# WHAT IS EXPECTED
Once you reach the line that contains "let total = output.results.len();", retype it and every line after it exactly, ending with the last line of the entries.
### STUDY MATERIAL
//! Caps the fused result list at `max_results`.

use async_trait::async_trait;

use super::{Plugin, PluginCapability};
use crate::types::FusionOutput;

/// Keeps the top `max_results` results and records how many were dropped
/// under `plugins.truncated`.
#[derive(Debug, Clone, Copy)]
pub struct TruncatePlugin {
    max_results: usize,
}

impl TruncatePlugin {
    /// Keep at most `max_results` results.
    pub fn new(max_results: usize) -> Self {
        Self { max_results }
    }
}

#[async_trait]
impl Plugin for TruncatePlugin {
    fn capabilities(&self) -> &'static [PluginCapability] {
        &[PluginCapability::Transform]
    }

    async fn transform(&self, mut output: FusionOutput) -> FusionOutput {
        let total = output.results.len();
        if total > self.max_results {
            output.results.truncate(self.max_results);
            output
                .plugins
                .insert("truncated".into(), serde_json::json!(total - self.max_results));
        }
        output
    }
}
######
# ANSWER BOX
        let total = output.results.len();
        if total > self.max_results {
            output.results.truncate(self.max_results);
            output
                .plugins
                .insert("truncated".into(), serde_json::json!(total - self.max_results));
        }
        output
    }
}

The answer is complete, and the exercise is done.